## [The problem]
Reproduce the entries from their first line up to and including the line with "async fn send_direct(&self, recipient_id: &str, text: &str)". Leave out everything after it.

## [Task input]
______
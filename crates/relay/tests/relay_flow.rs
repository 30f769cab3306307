//! End-to-end conversation flow across both platforms: release a bottle on
//! Bluesky, pick it up and reply on Nostr, and alternate replies with
//! cross-platform notifications, all against scripted wire clients.

#![allow(clippy::unwrap_used)]

use std::sync::{Arc, Mutex};

use {
    adrift_channels::{InboundItem, PlatformClient, Result},
    adrift_common::PlatformId,
    adrift_relay::{BotConfig, RelayContext},
    adrift_store::{MailboxStore, MemoryStore, types::DeliveryStatus},
    async_trait::async_trait,
    secrecy::Secret,
};

/// Wire client whose inbox is appended to by the test. Watermark filtering
/// is the adapter's job, so every poll returns the full inbox.
struct ScriptedClient {
    inbox: Mutex<Vec<InboundItem>>,
    sent: Mutex<Vec<(String, String)>>,
}

impl ScriptedClient {
    fn new() -> Arc<Self> {
        Arc::new(Self {
            inbox: Mutex::new(Vec::new()),
            sent: Mutex::new(Vec::new()),
        })
    }

    fn push(&self, ts: i64, sender: &str, text: &str) {
        self.inbox.lock().unwrap().push(InboundItem {
            sender_id: sender.into(),
            text: text.into(),
            timestamp_ms: ts,
            provider_msg_id: format!("m{ts}"),
        });
    }

    fn sends(&self) -> Vec<(String, String)> {
        self.sent.lock().unwrap().clone()
    }

    fn last_send(&self) -> (String, String) {
        self.sent.lock().unwrap().last().cloned().unwrap()
    }
}

#[async_trait]
impl PlatformClient for ScriptedClient {
    async fn login(&self) -> Result<()> {
        Ok(())
    }

    async fn list_inbound_since(&self, _since_ms: Option<i64>) -> Result<Vec<InboundItem>> {
        Ok(self.inbox.lock().unwrap().clone())
    }

    async fn send_direct(&self, recipient_id: &str, text: &str) -> Result<String> {
        let mut sent = self.sent.lock().unwrap();
        sent.push((recipient_id.to_string(), text.to_string()));
        Ok(format!("out{}", sent.len()))
    }
}

fn config() -> BotConfig {
    let mut config = BotConfig::default();
    config.auto_start = false;
    config.bluesky.identifier = "bottle-bot.example.com".into();
    config.bluesky.password = Secret::new("app-pass".into());
    config.nostr.private_key = Secret::new("deadbeef".into());
    config.nostr.public_key = "botpubkey".into();
    config
}

#[tokio::test]
async fn bottle_conversation_crosses_platforms() {
    let store = Arc::new(MemoryStore::new());
    let bsky = ScriptedClient::new();
    let nostr = ScriptedClient::new();

    let ctx = RelayContext::builder(config(), Arc::clone(&store) as Arc<dyn MailboxStore>)
        .bluesky_client(Arc::clone(&bsky) as Arc<dyn PlatformClient>)
        .nostr_client(Arc::clone(&nostr) as Arc<dyn PlatformClient>)
        .build();

    let bsky_adapter = ctx.adapter(PlatformId::Bluesky).unwrap();
    let nostr_adapter = ctx.adapter(PlatformId::Nostr).unwrap();

    // Alice releases a bottle from Bluesky.
    bsky.push(1000, "alice", "/new Hello from the bay");
    assert_eq!(bsky_adapter.poll_once().await.unwrap(), 1);
    let (to, text) = bsky.last_send();
    assert_eq!(to, "alice");
    assert!(text.contains("adrift"));

    // Alice cannot reply before anyone picks it up.
    bsky.push(2000, "alice", "/reply 1 anyone out there?");
    assert_eq!(bsky_adapter.poll_once().await.unwrap(), 1);
    assert!(bsky.last_send().1.contains("wait for the other side"));

    // Bob picks it up on Nostr; no slash needed there.
    nostr.push(3000, "bob", "check");
    assert_eq!(nostr_adapter.poll_once().await.unwrap(), 1);
    let (to, text) = nostr.last_send();
    assert_eq!(to, "bob");
    assert!(text.contains("Hello from the bay"));
    assert!(text.contains("from bluesky"));

    // Bob replies; Alice is notified over on Bluesky.
    nostr.push(4000, "bob", "reply 1 Got it!");
    assert_eq!(nostr_adapter.poll_once().await.unwrap(), 1);
    assert!(nostr.last_send().1.contains("#1"));
    let (to, text) = bsky.last_send();
    assert_eq!(to, "alice");
    assert!(text.contains("Got it!"));
    assert!(text.contains("found your bottle"));

    // Bob must now wait for Alice.
    nostr.push(5000, "bob", "reply 1 me again");
    nostr_adapter.poll_once().await.unwrap();
    assert!(nostr.last_send().1.contains("wait for the other side"));

    // A third party never gets into the conversation.
    nostr.push(6000, "carol", "reply 1 let me join");
    nostr_adapter.poll_once().await.unwrap();
    assert!(nostr.last_send().1.contains("wait for the other side"));

    // Alice writes back; Bob is notified on Nostr.
    bsky.push(7000, "alice", "/reply 1 Glad it reached you");
    assert_eq!(bsky_adapter.poll_once().await.unwrap(), 1);
    let (to, text) = nostr.last_send();
    assert_eq!(to, "bob");
    assert!(text.contains("wrote back"));
    assert!(text.contains("Glad it reached you"));

    // Both notifications were recorded as sent deliveries.
    let deliveries = store.messages(10).await.unwrap();
    assert_eq!(deliveries.len(), 2);
    assert!(deliveries.iter().all(|d| d.status == DeliveryStatus::Sent));

    // Re-polling the full inboxes processes nothing new.
    let bsky_sends = bsky.sends().len();
    let nostr_sends = nostr.sends().len();
    assert_eq!(bsky_adapter.poll_once().await.unwrap(), 0);
    assert_eq!(nostr_adapter.poll_once().await.unwrap(), 0);
    assert_eq!(bsky.sends().len(), bsky_sends);
    assert_eq!(nostr.sends().len(), nostr_sends);
}

#[tokio::test]
async fn unknown_commands_answer_without_mutating_state() {
    let store = Arc::new(MemoryStore::new());
    let bsky = ScriptedClient::new();

    let ctx = RelayContext::builder(config(), Arc::clone(&store) as Arc<dyn MailboxStore>)
        .bluesky_client(Arc::clone(&bsky) as Arc<dyn PlatformClient>)
        .build();
    let adapter = ctx.adapter(PlatformId::Bluesky).unwrap();

    bsky.push(1000, "carol", "/frobnicate now");
    assert_eq!(adapter.poll_once().await.unwrap(), 1);
    assert!(bsky.last_send().1.contains("Unknown command"));

    let counts = store.bottle_counts().await.unwrap();
    assert_eq!(counts.total_bottles(), 0);
    // The attempt is still audited.
    assert_eq!(store.command_log(10).await.unwrap().len(), 1);
}

#[tokio::test]
async fn non_command_bluesky_chatter_is_ignored_but_consumed() {
    let store = Arc::new(MemoryStore::new());
    let bsky = ScriptedClient::new();

    let ctx = RelayContext::builder(config(), Arc::clone(&store) as Arc<dyn MailboxStore>)
        .bluesky_client(Arc::clone(&bsky) as Arc<dyn PlatformClient>)
        .build();
    let adapter = ctx.adapter(PlatformId::Bluesky).unwrap();

    bsky.push(1000, "alice", "hey bot how are you");
    assert_eq!(adapter.poll_once().await.unwrap(), 0);
    assert!(bsky.sends().is_empty());
    assert_eq!(
        store.watermark(PlatformId::Bluesky).await.unwrap(),
        Some(1000)
    );
}

#[tokio::test]
async fn stats_accumulate_across_the_conversation() {
    let store = Arc::new(MemoryStore::new());
    let bsky = ScriptedClient::new();
    let nostr = ScriptedClient::new();

    let ctx = RelayContext::builder(config(), Arc::clone(&store) as Arc<dyn MailboxStore>)
        .bluesky_client(Arc::clone(&bsky) as Arc<dyn PlatformClient>)
        .nostr_client(Arc::clone(&nostr) as Arc<dyn PlatformClient>)
        .build();
    let bsky_adapter = ctx.adapter(PlatformId::Bluesky).unwrap();
    let nostr_adapter = ctx.adapter(PlatformId::Nostr).unwrap();

    bsky.push(1000, "alice", "/new drifting thought");
    bsky_adapter.poll_once().await.unwrap();
    nostr.push(2000, "bob", "check");
    nostr.push(3000, "bob", "reply 1 caught it");
    nostr_adapter.poll_once().await.unwrap();

    nostr.push(4000, "bob", "stats");
    nostr_adapter.poll_once().await.unwrap();
    let text = nostr.last_send().1;
    assert!(text.contains("Bottles received: 1"));
    assert!(text.contains("Replies sent: 1"));

    bsky.push(5000, "alice", "/stats");
    bsky_adapter.poll_once().await.unwrap();
    assert!(bsky.last_send().1.contains("Bottles sent: 1"));
}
______
## [Answer area]
filename crates/relay/tests/relay_flow.rs
repository 30f769cab3306307
//! End-to-end conversation flow across both platforms: release a bottle on
//! Bluesky, pick it up and reply on Nostr, and alternate replies with
//! cross-platform notifications, all against scripted wire clients.

#![allow(clippy::unwrap_used)]

use std::sync::{Arc, Mutex};

use {
    adrift_channels::{InboundItem, PlatformClient, Result},
    adrift_common::PlatformId,
    adrift_relay::{BotConfig, RelayContext},
    adrift_store::{MailboxStore, MemoryStore, types::DeliveryStatus},
    async_trait::async_trait,
    secrecy::Secret,
};

/// Wire client whose inbox is appended to by the test. Watermark filtering
/// is the adapter's job, so every poll returns the full inbox.
struct ScriptedClient {
    inbox: Mutex<Vec<InboundItem>>,
    sent: Mutex<Vec<(String, String)>>,
}

impl ScriptedClient {
    fn new() -> Arc<Self> {
        Arc::new(Self {
            inbox: Mutex::new(Vec::new()),
            sent: Mutex::new(Vec::new()),
        })
    }

    fn push(&self, ts: i64, sender: &str, text: &str) {
        self.inbox.lock().unwrap().push(InboundItem {
            sender_id: sender.into(),
            text: text.into(),
            timestamp_ms: ts,
            provider_msg_id: format!("m{ts}"),
        });
    }

    fn sends(&self) -> Vec<(String, String)> {
        self.sent.lock().unwrap().clone()
    }

    fn last_send(&self) -> (String, String) {
        self.sent.lock().unwrap().last().cloned().unwrap()
    }
}

#[async_trait]
impl PlatformClient for ScriptedClient {
    async fn login(&self) -> Result<()> {
        Ok(())
    }

    async fn list_inbound_since(&self, _since_ms: Option<i64>) -> Result<Vec<InboundItem>> {
        Ok(self.inbox.lock().unwrap().clone())
    }

    async fn send_direct(&self, recipient_id: &str, text: &str) -> Result<String> {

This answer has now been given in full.